UVa AIML Seminar
The AI and Machine Learning Seminar @ UVa

How LLMs might help us scale world class healthcare to everyone?


Tao Tu
Google Research

Time: 2024-04-10, 12:15 - 13:00 ET
Location: Rice 540 and Zoom

Abstract In recent years, the field of AI has been revolutionized by the emergence of Transformers and Large Language Models. However, perhaps nowhere is their impact likely to be more profound than in the biomedicine where they have the potential to act as care multipliers, help improve our understanding of biology and solve the burden of diseases. In this talk, I will introduce recent works from my team at Google AI, Med-PaLM, Med-PaLM 2, Med-PaLM M and AMIE which I believe are key milestones towards such a future.

Med-PaLM and Med-PaLM 2 were the first AI systems to obtain passing and expert level scores on US Medical License exam questions respectively, a long standing grand challenge in AI. Med-PaLM M was the first demonstration of a generalist, multimodal, biomedical AI system. More recently, two recent studies highlight AMIE’s promising capabilities. In a double-blind, randomized study, AMIE performed competitively against Primary Care Physicians in text consultations. Additionally, a separate study demonstrated AMIE’s significant assistive potential for clinicians facing complex diagnostic challenges.
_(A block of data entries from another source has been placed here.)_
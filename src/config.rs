//! Endpoint and worker pool configuration.

use crate::error::{ConverterError, Result};
use reqwest::Url;
use std::time::Duration;

/// Default timeout of a single network request (5 minutes).
pub const DEFAULT_REQUEST_TIMEOUT: Duration = Duration::from_secs(5 * 60);

/// Default number of workers kept alive at all times.
pub const DEFAULT_CORE_POOL_SIZE: usize = 4;

/// Default upper bound on concurrently running workers.
pub const DEFAULT_MAXIMUM_POOL_SIZE: usize = 8;

/// Default idle time after which a worker above the core size exits.
pub const DEFAULT_KEEP_ALIVE: Duration = Duration::from_secs(60);

/// Largest accepted request timeout, in milliseconds.
pub const MAX_REQUEST_TIMEOUT_MS: u128 = i32::MAX as u128;

/// Environment variable names read by [`EndpointConfigBuilder::from_env`].
pub const ENV_BASE_URI: &str = "CONVERTER_BASE_URI";
pub const ENV_REQUEST_TIMEOUT_MS: &str = "CONVERTER_REQUEST_TIMEOUT_MS";
pub const ENV_CORE_POOL_SIZE: &str = "CONVERTER_CORE_POOL_SIZE";
pub const ENV_MAX_POOL_SIZE: &str = "CONVERTER_MAX_POOL_SIZE";
pub const ENV_KEEP_ALIVE_SECS: &str = "CONVERTER_KEEP_ALIVE_SECS";

/// Worker pool sizing.
#[derive(Debug, Clone, Copy, PartialEq, Eq)]
pub struct PoolConfig {
    /// Workers spawned at startup and kept alive until shutdown.
    pub core_pool_size: usize,
    /// Maximum number of workers alive at once.
    pub maximum_pool_size: usize,
    /// Idle time after which workers above `core_pool_size` exit.
    pub keep_alive: Duration,
}

impl PoolConfig {
    fn validate(&self) -> Result<()> {
        if self.core_pool_size == 0 {
            return Err(ConverterError::configuration(
                "Core pool size must be positive",
            ));
        }
        if self.maximum_pool_size < self.core_pool_size {
            return Err(ConverterError::configuration(format!(
                "Maximum pool size ({}) must not be smaller than core pool size ({})",
                self.maximum_pool_size, self.core_pool_size
            )));
        }
        Ok(())
    }
}

impl Default for PoolConfig {
    fn default() -> Self {
        Self {
            core_pool_size: DEFAULT_CORE_POOL_SIZE,
            maximum_pool_size: DEFAULT_MAXIMUM_POOL_SIZE,
            keep_alive: DEFAULT_KEEP_ALIVE,
        }
    }
}

/// Immutable description of the remote conversion server and worker pool.
///
/// Built through [`EndpointConfig::builder`], which validates every field.
/// Workers share a clone and never mutate it.
#[derive(Debug, Clone, PartialEq, Eq)]
pub struct EndpointConfig {
    base_uri: Url,
    request_timeout: Duration,
    pool: PoolConfig,
}

impl EndpointConfig {
    /// Creates a new builder with default timeout and pool sizing.
    pub fn builder() -> EndpointConfigBuilder {
        EndpointConfigBuilder::default()
    }

    /// The URI under which the conversion server is reachable.
    pub fn base_uri(&self) -> &Url {
        &self.base_uri
    }

    /// Timeout applied to every individual network request.
    pub fn request_timeout(&self) -> Duration {
        self.request_timeout
    }

    /// Worker pool sizing.
    pub fn pool(&self) -> &PoolConfig {
        &self.pool
    }

    /// Full URL of the converter resource below the base URI.
    ///
    /// The resource path is appended to the path of the base URI; its query
    /// and fragment are kept as they are.
    pub fn resource_url(&self, resource_path: &str) -> Url {
        let mut url = self.base_uri.clone();
        // `build` rejects bases that cannot carry path segments.
        if let Ok(mut segments) = url.path_segments_mut() {
            segments
                .pop_if_empty()
                .extend(resource_path.split('/').filter(|s| !s.is_empty()));
        }
        url
    }
}

/// Validating builder for [`EndpointConfig`].
///
/// Setters only record values; [`build`](Self::build) checks them all and
/// returns [`ConverterError::Configuration`] on the first violation.
#[derive(Debug, Clone)]
pub struct EndpointConfigBuilder {
    base_uri: Option<BaseUri>,
    request_timeout: Duration,
    pool: PoolConfig,
}

#[derive(Debug, Clone)]
enum BaseUri {
    Parsed(Url),
    Raw(String),
}

impl Default for EndpointConfigBuilder {
    fn default() -> Self {
        Self {
            base_uri: None,
            request_timeout: DEFAULT_REQUEST_TIMEOUT,
            pool: PoolConfig::default(),
        }
    }
}

impl EndpointConfigBuilder {
    /// Loads settings from `CONVERTER_*` environment variables.
    ///
    /// Unset variables keep their defaults. Set but unparseable values fail.
    pub fn from_env() -> Result<Self> {
        Self::from_lookup(|key| std::env::var(key).ok())
    }

    /// Loads settings through an arbitrary key lookup.
    pub fn from_lookup<F>(lookup: F) -> Result<Self>
    where
        F: Fn(&str) -> Option<String>,
    {
        let mut builder = Self::default();

        if let Some(uri) = lookup(ENV_BASE_URI) {
            builder = builder.base_uri(uri);
        }
        if let Some(ms) = parse_var::<u64>(&lookup, ENV_REQUEST_TIMEOUT_MS)? {
            builder = builder.request_timeout(Duration::from_millis(ms));
        }
        if let Some(size) = parse_var::<usize>(&lookup, ENV_CORE_POOL_SIZE)? {
            builder = builder.core_pool_size(size);
        }
        if let Some(size) = parse_var::<usize>(&lookup, ENV_MAX_POOL_SIZE)? {
            builder = builder.maximum_pool_size(size);
        }
        if let Some(secs) = parse_var::<u64>(&lookup, ENV_KEEP_ALIVE_SECS)? {
            builder = builder.keep_alive(Duration::from_secs(secs));
        }

        Ok(builder)
    }

    /// Base URI of the conversion server in string form. Parsed at build time.
    pub fn base_uri(mut self, uri: impl Into<String>) -> Self {
        self.base_uri = Some(BaseUri::Raw(uri.into()));
        self
    }

    /// Base URI of the conversion server.
    pub fn base_url(mut self, url: Url) -> Self {
        self.base_uri = Some(BaseUri::Parsed(url));
        self
    }

    /// Timeout of a single network request. Must be positive.
    pub fn request_timeout(mut self, timeout: Duration) -> Self {
        self.request_timeout = timeout;
        self
    }

    pub fn core_pool_size(mut self, size: usize) -> Self {
        self.pool.core_pool_size = size;
        self
    }

    pub fn maximum_pool_size(mut self, size: usize) -> Self {
        self.pool.maximum_pool_size = size;
        self
    }

    /// Idle time after which workers above the core size exit.
    pub fn keep_alive(mut self, keep_alive: Duration) -> Self {
        self.pool.keep_alive = keep_alive;
        self
    }

    /// Validates the collected settings.
    pub fn build(self) -> Result<EndpointConfig> {
        let base_uri = match self.base_uri {
            None => return Err(ConverterError::configuration("The base URI was not set")),
            Some(BaseUri::Parsed(url)) => url,
            Some(BaseUri::Raw(raw)) => Url::parse(raw.trim()).map_err(|e| {
                ConverterError::configuration(format!("Malformed base URI '{}': {}", raw, e))
            })?,
        };
        if base_uri.cannot_be_a_base() {
            return Err(ConverterError::configuration(format!(
                "Base URI '{}' cannot be used as a base",
                base_uri
            )));
        }

        if self.request_timeout.is_zero() {
            return Err(ConverterError::configuration(
                "Request timeout must be positive",
            ));
        }
        // Sub-millisecond timeouts round up to the 1 ms resolution.
        let request_timeout = self.request_timeout.max(Duration::from_millis(1));
        let timeout_ms = request_timeout.as_millis();
        if timeout_ms > MAX_REQUEST_TIMEOUT_MS {
            return Err(ConverterError::configuration(format!(
                "Request timeout of {} ms exceeds the maximum of {} ms",
                timeout_ms, MAX_REQUEST_TIMEOUT_MS
            )));
        }

        self.pool.validate()?;

        Ok(EndpointConfig {
            base_uri,
            request_timeout,
            pool: self.pool,
        })
    }
}

fn parse_var<T>(lookup: &impl Fn(&str) -> Option<String>, key: &str) -> Result<Option<T>>
where
    T: std::str::FromStr,
    T::Err: std::fmt::Display,
{
    match lookup(key) {
        None => Ok(None),
        Some(raw) => raw.trim().parse().map(Some).map_err(|e| {
            ConverterError::configuration(format!("Invalid value '{}' for {}: {}", raw, key, e))
        }),
    }
}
I will outline the motivation, principles and technical innovations underpinning these systems. Finally, I will sketch out a vision for how we might be able to leverage such powerful systems to help scale world class healthcare to everyone and make medicine a humane endeavor again.

Bio Tao Tu is a senior research engineer at Google Research. He is working at the intersection of large language models and biomedicine and the lead author of Med-PaLM, Med-PaLM Multimodal, and conversational dialogistic AI AMIE. He obtained his PhD from Columbia University in Biomedical Engineering. His research was focused on multimodal brain imaging. He worked on machine learning methods to combine information from simultaneously acquired EEG and fMRI in order to understand human cognition and behavior.